INSTRUCTIONS TO FOLLOW
An exact, complete copy of the data that follows is needed.

+ + + + +

use nalgebra::DVector;

use crate::collision::ContactModel;
use crate::core::PairId;
use crate::state::StateVector;
use crate::systems::{ContactMaterial, OdeSystem};

/// A contact entry in the system's pair table
#[derive(Debug, Clone, Copy)]
enum Contact {
    /// A particle against the left wall
    LeftWall(usize),

    /// A particle against the right wall
    RightWall(usize),

    /// Two particles against each other
    Bodies(usize, usize),
}

/// N point masses moving on a line, with optional walls at either end
/// and an optional uniform acceleration along the line.
///
/// The state layout is `[x_0 .. x_{n-1}, v_0 .. v_{n-1}]`. The pair
/// table lists left-wall contacts, then right-wall contacts, then
/// particle pairs `(i, j)` with `i < j`, each block in index order.
pub struct LinearParticles {
    masses: Vec<f64>,
    radii: Vec<f64>,
    materials: Vec<ContactMaterial>,
    acceleration: f64,
    left_wall: Option<f64>,
    right_wall: Option<f64>,
    contacts: Vec<Contact>,
}

impl LinearParticles {
    /// Creates a new system of particles with the given masses and radii
    pub fn new(masses: Vec<f64>, radii: Vec<f64>) -> Self {
        assert_eq!(masses.len(), radii.len());

        let materials = vec![ContactMaterial::default(); masses.len()];
        let mut system = Self {
            masses,
            radii,
            materials,
            acceleration: 0.0,
            left_wall: None,
            right_wall: None,
            contacts: Vec::new(),
        };
        system.rebuild_contacts();
        system
    }

    /// Sets the contact material of every particle
    pub fn with_materials(mut self, materials: Vec<ContactMaterial>) -> Self {
        assert_eq!(materials.len(), self.masses.len());
        self.materials = materials;
        self
    }

    /// Adds walls at both ends of the line
    pub fn with_walls(mut self, left: f64, right: f64) -> Self {
        self.left_wall = Some(left);
        self.right_wall = Some(right);
        self.rebuild_contacts();
        self
    }

    /// Adds a wall at the left end of the line only
    pub fn with_left_wall(mut self, left: f64) -> Self {
        self.left_wall = Some(left);
        self.rebuild_contacts();
        self
    }

    /// Sets a uniform acceleration along the line (negative pulls toward
    /// the left wall)
    pub fn with_acceleration(mut self, acceleration: f64) -> Self {
        self.acceleration = acceleration;
        self
    }

    /// Returns the number of particles
    pub fn particle_count(&self) -> usize {
        self.masses.len()
    }

    /// Builds the initial state from per-particle positions and
    /// velocities
    pub fn initial_state(&self, positions: &[f64], velocities: &[f64]) -> StateVector {
        let n = self.masses.len();
        assert_eq!(positions.len(), n);
        assert_eq!(velocities.len(), n);

        let mut components = DVector::zeros(2 * n);
        for i in 0..n {
            components[i] = positions[i];
            components[n + i] = velocities[i];
        }
        StateVector::new(components, 0.0)
    }

    fn rebuild_contacts(&mut self) {
        let n = self.masses.len();
        self.contacts.clear();

        if self.left_wall.is_some() {
            for i in 0..n {
                self.contacts.push(Contact::LeftWall(i));
            }
        }
        if self.right_wall.is_some() {
            for i in 0..n {
                self.contacts.push(Contact::RightWall(i));
            }
        }
        for i in 0..n {
            for j in (i + 1)..n {
                self.contacts.push(Contact::Bodies(i, j));
            }
        }
    }

    fn contact(&self, pair: PairId) -> Contact {
        self.contacts[pair.0]
    }

    fn position(&self, state: &StateVector, i: usize) -> f64 {
        state.component(i)
    }

    fn velocity(&self, state: &StateVector, i: usize) -> f64 {
        state.component(self.masses.len() + i)
    }
}

impl OdeSystem for LinearParticles {
    fn dimension(&self) -> usize {
        2 * self.masses.len()
    }

    fn derivative(&self, state: &StateVector) -> DVector<f64> {
        let n = self.masses.len();
        let mut derivative = DVector::zeros(2 * n);

        for i in 0..n {
            derivative[i] = self.velocity(state, i);
            derivative[n + i] = self.acceleration;
        }
        derivative
    }
}

impl ContactModel for LinearParticles {
    fn pair_count(&self) -> usize {
        self.contacts.len()
    }

    fn gap(&self, pair: PairId, state: &StateVector) -> f64 {
        match self.contact(pair) {
            Contact::LeftWall(i) => {
                self.position(state, i) - self.radii[i] - self.left_wall.unwrap_or(f64::NEG_INFINITY)
            }
            Contact::RightWall(i) => {
                self.right_wall.unwrap_or(f64::INFINITY) - self.position(state, i) - self.radii[i]
            }
            Contact::Bodies(i, j) => {
                let distance = (self.position(state, i) - self.position(state, j)).abs();
                distance - (self.radii[i] + self.radii[j])
            }
        }
    }

    fn normal_velocity(&self, pair: PairId, state: &StateVector) -> f64 {
        match self.contact(pair) {
            Contact::LeftWall(i) => self.velocity(state, i),
            Contact::RightWall(i) => -self.velocity(state, i),
            Contact::Bodies(i, j) => {
                let sign = (self.position(state, i) - self.position(state, j)).signum();
                sign * (self.velocity(state, i) - self.velocity(state, j))
            }
        }
    }

    fn effective_mass(&self, pair: PairId, _state: &StateVector) -> f64 {
        match self.contact(pair) {
            Contact::LeftWall(i) | Contact::RightWall(i) => self.masses[i],
            Contact::Bodies(i, j) => {
                let (m_i, m_j) = (self.masses[i], self.masses[j]);
                m_i * m_j / (m_i + m_j)
            }
        }
    }

    fn apply_normal_impulse(
        &self,
        pair: PairId,
        state: &StateVector,
        magnitude: f64,
    ) -> StateVector {
        let n = self.masses.len();
        let mut components = state.components().clone();

        match self.contact(pair) {
            Contact::LeftWall(i) => {
                components[n + i] += magnitude / self.masses[i];
            }
            Contact::RightWall(i) => {
                components[n + i] -= magnitude / self.masses[i];
            }
            Contact::Bodies(i, j) => {
                let sign = (self.position(state, i) - self.position(state, j)).signum();
                components[n + i] += sign * magnitude / self.masses[i];
                components[n + j] -= sign * magnitude / self.masses[j];
            }
        }
        StateVector::new(components, state.time())
    }

    fn restitution(&self, pair: PairId) -> f64 {
        match self.contact(pair) {
            Contact::LeftWall(i) | Contact::RightWall(i) => self.materials[i].restitution,
            Contact::Bodies(i, j) => {
                ContactMaterial::combine(&self.materials[i], &self.materials[j])
            }
        }
    }

    fn describe_pair(&self, pair: PairId) -> String {
        match self.contact(pair) {
            Contact::LeftWall(i) => format!("particle {} / left wall", i),
            Contact::RightWall(i) => format!("particle {} / right wall", i),
            Contact::Bodies(i, j) => format!("particle {} / particle {}", i, j),
        }
    }
}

+ + + + +

RESPONSE AREA
use nalgebra::DVector;

use crate::collision::ContactModel;
use crate::core::PairId;
use crate::state::StateVector;
use crate::systems::{ContactMaterial, OdeSystem};

/// A contact entry in the system's pair table
#[derive(Debug, Clone, Copy)]
enum Contact {
    /// A particle against the left wall
    LeftWall(usize),

    /// A particle against the right wall
    RightWall(usize),

    /// Two particles against each other
    Bodies(usize, usize),
}

/// N point masses moving on a line, with optional walls at either end
/// and an optional uniform acceleration along the line.
///
/// The state layout is `[x_0 .. x_{n-1}, v_0 .. v_{n-1}]`. The pair
/// table lists left-wall contacts, then right-wall contacts, then
/// particle pairs `(i, j)` with `i < j`, each block in index order.
pub struct LinearParticles {
    masses: Vec<f64>,
    radii: Vec<f64>,
    materials: Vec<ContactMaterial>,
    acceleration: f64,
    left_wall: Option<f64>,
    right_wall: Option<f64>,
    contacts: Vec<Contact>,
}

impl LinearParticles {
    /// Creates a new system of particles with the given masses and radii
    pub fn new(masses: Vec<f64>, radii: Vec<f64>) -> Self {
        assert_eq!(masses.len(), radii.len());

        let materials = vec![ContactMaterial::default(); masses.len()];
        let mut system = Self {
            masses,
            radii,
            materials,
            acceleration: 0.0,
            left_wall: None,
            right_wall: None,
            contacts: Vec::new(),
        };
        system.rebuild_contacts();
        system
    }

    /// Sets the contact material of every particle
    pub fn with_materials(mut self, materials: Vec<ContactMaterial>) -> Self {
        assert_eq!(materials.len(), self.masses.len());
        self.materials = materials;
        self
    }

    /// Adds walls at both ends of the line
    pub fn with_walls(mut self, left: f64, right: f64) -> Self {
        self.left_wall = Some(left);
        self.right_wall = Some(right);
        self.rebuild_contacts();
        self
    }

    /// Adds a wall at the left end of the line only
    pub fn with_left_wall(mut self, left: f64) -> Self {
        self.left_wall = Some(left);
        self.rebuild_contacts();
        self
    }

    /// Sets a uniform acceleration along the line (negative pulls toward
    /// the left wall)
    pub fn with_acceleration(mut self, acceleration: f64) -> Self {
        self.acceleration = acceleration;
        self
    }

    /// Returns the number of particles
    pub fn particle_count(&self) -> usize {
        self.masses.len()
    }

    /// Builds the initial state from per-particle positions and
    /// velocities
    pub fn initial_state(&self, positions: &[f64], velocities: &[f64]) -> StateVector {
        let n = self.masses.len();
        assert_eq!(positions.len(), n);
        assert_eq!(velocities.len(), n);

        let mut components = DVector::zeros(2 * n);
        for i in 0..n {
            components[i] = positions[i];
            components[n + i] = velocities[i];
        }
        StateVector::new(components, 0.0)
    }

    fn rebuild_contacts(&mut self) {
        let n = self.masses.len();
        self.contacts.clear();

        if self.left_wall.is_some() {
            for i in 0..n {
                self.contacts.push(Contact::LeftWall(i));
            }
        }
        if self.right_wall.is_some() {
            for i in 0..n {
                self.contacts.push(Contact::RightWall(i));
            }
        }
        for i in 0..n {
            for j in (i + 1)..n {
                self.contacts.push(Contact::Bodies(i, j));
            }
        }
    }

    fn contact(&self, pair: PairId) -> Contact {
        self.contacts[pair.0]
    }

    fn position(&self, state: &StateVector, i: usize) -> f64 {
        state.component(i)
    }

    fn velocity(&self, state: &StateVector, i: usize) -> f64 {
        state.component(self.masses.len() + i)
    }
}

impl OdeSystem for LinearParticles {
    fn dimension(&self) -> usize {
        2 * self.masses.len()
    }

    fn derivative(&self, state: &StateVector) -> DVector<f64> {
        let n = self.masses.len();
        let mut derivative = DVector::zeros(2 * n);

        for i in 0..n {
            derivative[i] = self.velocity(state, i);
            derivative[n + i] = self.acceleration;
        }
        derivative
    }
}

impl ContactModel for LinearParticles {
    fn pair_count(&self) -> usize {
        self.contacts.len()
    }

    fn gap(&self, pair: PairId, state: &StateVector) -> f64 {
        match self.contact(pair) {
            Contact::LeftWall(i) => {
                self.position(state, i) - self.radii[i] - self.left_wall.unwrap_or(f64::NEG_INFINITY)
            }
            Contact::RightWall(i) => {
                self.right_wall.unwrap_or(f64::INFINITY) - self.position(state, i) - self.radii[i]
            }
            Contact::Bodies(i, j) => {
                let distance = (self.position(state, i) - self.position(state, j)).abs();
                distance - (self.radii[i] + self.radii[j])
            }
        }
    }

    fn normal_velocity(&self, pair: PairId, state: &StateVector) -> f64 {
        match self.contact(pair) {
            Contact::LeftWall(i) => self.velocity(state, i),
            Contact::RightWall(i) => -self.velocity(state, i),
            Contact::Bodies(i, j) => {
                let sign = (self.position(state, i) - self.position(state, j)).signum();
                sign * (self.velocity(state, i) - self.velocity(state, j))
            }
        }
    }

    fn effective_mass(&self, pair: PairId, _state: &StateVector) -> f64 {
        match self.contact(pair) {
            Contact::LeftWall(i) | Contact::RightWall(i) => self.masses[i],
            Contact::Bodies(i, j) => {
                let (m_i, m_j) = (self.masses[i], self.masses[j]);
                m_i * m_j / (m_i + m_j)
            }
        }
    }

    fn apply_normal_impulse(
        &self,
        pair: PairId,
        state: &StateVector,
        magnitude: f64,
    ) -> StateVector {
        let n = self.masses.len();
        let mut components = state.components().clone();

        match self.contact(pair) {
            Contact::LeftWall(i) => {
                components[n + i] += magnitude / self.masses[i];
            }
            Contact::RightWall(i) => {
                components[n + i] -= magnitude / self.masses[i];
            }
            Contact::Bodies(i, j) => {
                let sign = (self.position(state, i) - self.position(state, j)).signum();
                components[n + i] += sign * magnitude / self.masses[i];
                components[n + j] -= sign * magnitude / self.masses[j];
            }
        }
        StateVector::new(components, state.time())
    }

    fn restitution(&self, pair: PairId) -> f64 {
        match self.contact(pair) {
            Contact::LeftWall(i) | Contact::RightWall(i) => self.materials[i].restitution,
            Contact::Bodies(i, j) => {
                ContactMaterial::combine(&self.materials[i], &self.materials[j])
            }
        }
    }

    fn describe_pair(&self, pair: PairId) -> String {
        match self.contact(pair) {
            Contact::LeftWall(i) => format!("particle {} / left wall", i),
            Contact::RightWall(i) => format!("particle {} / right wall", i),
            Contact::Bodies(i, j) => format!("particle {} / particle {}", i, j),
        }
    }
}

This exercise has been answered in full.